This year’s pandemic has highlighted how very few independent players remain in the PGMs (platinum group metals) market – note the full South African lockdown – and despite the initial knock to platinum and palladium prices will likely work in favour of Eurasia’s sale plans.

The company is currently in an offer period and has enlisted the likes of UBS and legal firm DLA Piper to work through the sales process. It also has a success-fee arrangement with China’s investment group CITIC, a long-term partner.

Eurasia Mining has not mentioned any potential buyers but the company’s executive chairman Christian Schaffalitzky frequently talks about a rising demand from China’s car producers for PGMs.

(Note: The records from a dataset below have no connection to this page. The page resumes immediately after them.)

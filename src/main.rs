//! Incident Co-Pilot - Binary Entry Point
//!
//! `copilot watch` follows the push channel and prints each dashboard
//! refresh; the other subcommands are one-shot REST calls.

use chrono::Utc;
use clap::{Parser, Subcommand};
use tokio::runtime::Handle;

use incident_copilot::channel::{UpdateChannel, WsConnector};
use incident_copilot::config::{parse_api_url, parse_channel_url, Config};
use incident_copilot::dashboard::{DashboardFeed, DashboardSnapshot, FeedOptions, IncidentView};
use incident_copilot::types::{Incident, IncidentStatus, Severity};
use incident_copilot::utils::{format_age, format_minutes};
use incident_copilot::{ApiClient, IncidentQuery};

type CliResult<T> = Result<T, Box<dyn std::error::Error + Send + Sync>>;

#[derive(Parser)]
#[command(name = "copilot", version, about = "Incident co-pilot dashboard client")]
struct Cli {
    /// REST base address (overrides COPILOT_API_URL)
    #[arg(long, global = true)]
    api_url: Option<String>,

    /// Push channel address (overrides COPILOT_WS_URL)
    #[arg(long, global = true)]
    ws_url: Option<String>,

    #[command(subcommand)]
    command: Option<Command>,
}

#[derive(Subcommand)]
enum Command {
    /// Follow real-time updates and print the dashboard on every change
    Watch,
    /// List incidents
    Incidents {
        #[arg(long)]
        status: Option<IncidentStatus>,
        #[arg(long)]
        severity: Option<Severity>,
        #[arg(long)]
        service: Option<String>,
        #[arg(long, default_value_t = 50)]
        limit: u32,
        #[arg(long, default_value_t = 0)]
        offset: u32,
        /// Client-side view: all, active, resolved or a severity
        #[arg(long, default_value = "all")]
        view: IncidentView,
    },
    /// Show one incident with its action history
    Show { id: i64 },
    /// Update an incident's status
    SetStatus { id: i64, status: IncidentStatus },
    /// Print aggregate statistics
    Stats,
    /// Print mean time to resolution
    Mttr {
        #[arg(long, default_value_t = 30)]
        days: u32,
    },
}

#[tokio::main]
async fn main() -> CliResult<()> {
    env_logger::Builder::from_env(env_logger::Env::default().default_filter_or("info")).init();

    let cli = Cli::parse();

    let mut config = Config::from_env()?;
    if let Some(url) = &cli.api_url {
        config.api_url = parse_api_url(url)?;
    }
    if let Some(url) = &cli.ws_url {
        config.channel_url = parse_channel_url(url)?;
    }

    let api = ApiClient::from_config(&config)?;

    match cli.command.unwrap_or(Command::Watch) {
        Command::Watch => watch(&config, api).await,
        Command::Incidents {
            status,
            severity,
            service,
            limit,
            offset,
            view,
        } => {
            let query = IncidentQuery {
                status,
                severity,
                service,
                limit: Some(limit),
                offset: Some(offset),
            };
            let incidents = api.list_incidents(&query).await?;
            for incident in view.apply(&incidents) {
                print_incident_line(incident);
            }
            Ok(())
        }
        Command::Show { id } => {
            let incident = api.get_incident(id).await?;
            let actions = api.get_incident_actions(id).await?;
            print_incident_detail(&incident);
            println!("\nActions ({}):", actions.len());
            for action in actions {
                println!("  [{}] {} - {} ({})", action.outcome(), action.action_type, action.description, action.created_at);
            }
            Ok(())
        }
        Command::SetStatus { id, status } => {
            api.update_status(id, status).await?;
            println!("Incident #{} -> {}", id, status);
            Ok(())
        }
        Command::Stats => {
            let snapshot = DashboardSnapshot {
                stats: Some(api.dashboard_stats().await?),
                ..Default::default()
            };
            print_dashboard(&snapshot);
            Ok(())
        }
        Command::Mttr { days } => {
            let mttr = api.mttr(days).await?;
            println!(
                "MTTR over {} days: {} ({} resolved incidents)",
                days,
                format_minutes(mttr.mttr_minutes),
                mttr.sample_size
            );
            Ok(())
        }
    }
}

async fn watch(config: &Config, api: ApiClient) -> CliResult<()> {
    let channel =
        UpdateChannel::with_options(WsConnector::new(), config.reconnect_interval, Handle::current());
    let feed = DashboardFeed::start(api, &channel, FeedOptions::default());
    channel.connect(config.channel_url.clone());

    let mut updates = feed.watch();
    loop {
        tokio::select! {
            _ = tokio::signal::ctrl_c() => {
                log::info!("Shutting down");
                break;
            }
            changed = updates.changed() => {
                if changed.is_err() {
                    break;
                }
                let snapshot = updates.borrow_and_update().clone();
                print_dashboard(&snapshot);
            }
        }
    }

    feed.stop();
    channel.disconnect();
    Ok(())
}

fn print_dashboard(snapshot: &DashboardSnapshot) {
    if let Some(error) = &snapshot.error {
        println!("! {}", error);
    }

    if let Some(stats) = &snapshot.stats {
        println!(
            "Total: {}  Active: {}  Resolved today: {}  Avg resolution: {}",
            stats.total_incidents,
            stats.active_incidents,
            stats.resolved_today,
            format_minutes(stats.avg_resolution_time_minutes)
        );

        let distribution: Vec<String> = stats
            .severity_counts()
            .iter()
            .map(|(severity, count)| format!("{}={}", severity, count))
            .collect();
        println!("Severity: {}", distribution.join(" "));

        for service in &stats.top_services {
            println!("  {:<24} {}", service.service, service.count);
        }
    }

    if !snapshot.incidents.is_empty() {
        let counts = snapshot.view_counts();
        println!("Recent incidents ({} active, {} resolved):", counts.active, counts.resolved);
        for incident in &snapshot.incidents {
            print_incident_line(incident);
        }
    }
}

fn print_incident_line(incident: &Incident) {
    let age = format_age(&incident.detected_at, Utc::now()).unwrap_or_else(|| incident.detected_at.clone());
    println!(
        "#{:<5} {:<8} {:<10} {:<20} {} ({})",
        incident.id, incident.severity, incident.status, incident.service_name, incident.title, age
    );
}

fn print_incident_detail(incident: &Incident) {
    println!("#{} {}", incident.id, incident.title);
    println!("Service:  {}", incident.service_name);
    println!("Severity: {}   Status: {}", incident.severity, incident.status);
    println!("Error:    {}", incident.error_type);
    println!("Detected: {}", incident.detected_at);
    if let Some(minutes) = incident.resolution_minutes() {
        println!("Resolved in {}", format_minutes(minutes));
    }
    if !incident.description.is_empty() {
        println!("\n{}", incident.description);
    }
    if let Some(root_cause) = &incident.root_cause {
        println!("\nRoot cause: {}", root_cause);
    }
    if !incident.resolution_steps.is_empty() {
        println!("\nResolution steps:");
        for (i, step) in incident.resolution_steps.iter().enumerate() {
            println!("  {}. {}", i + 1, step);
        }
    }
}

Given the success-fee arrangement with CITIC it stands to reason that the firm is looking at the Chinese market for a buyer.


Eurasia Mining has one operational mine, West Kytlim in the Urals, which has been producing platinum and several other precious metals since 2018. Over the last year it has gained full control over the mining operations in West Kytlim and has been granted an additional exploration licence for an adjacent project that could expand the life of the mine. It’s other major project is the Monchetundra palladium located, in Russian terms, not far from the border with Finland and only 3km away from Severonickel, one of the largest PGM processing plants operated by Russia’s Norilsk Nickel.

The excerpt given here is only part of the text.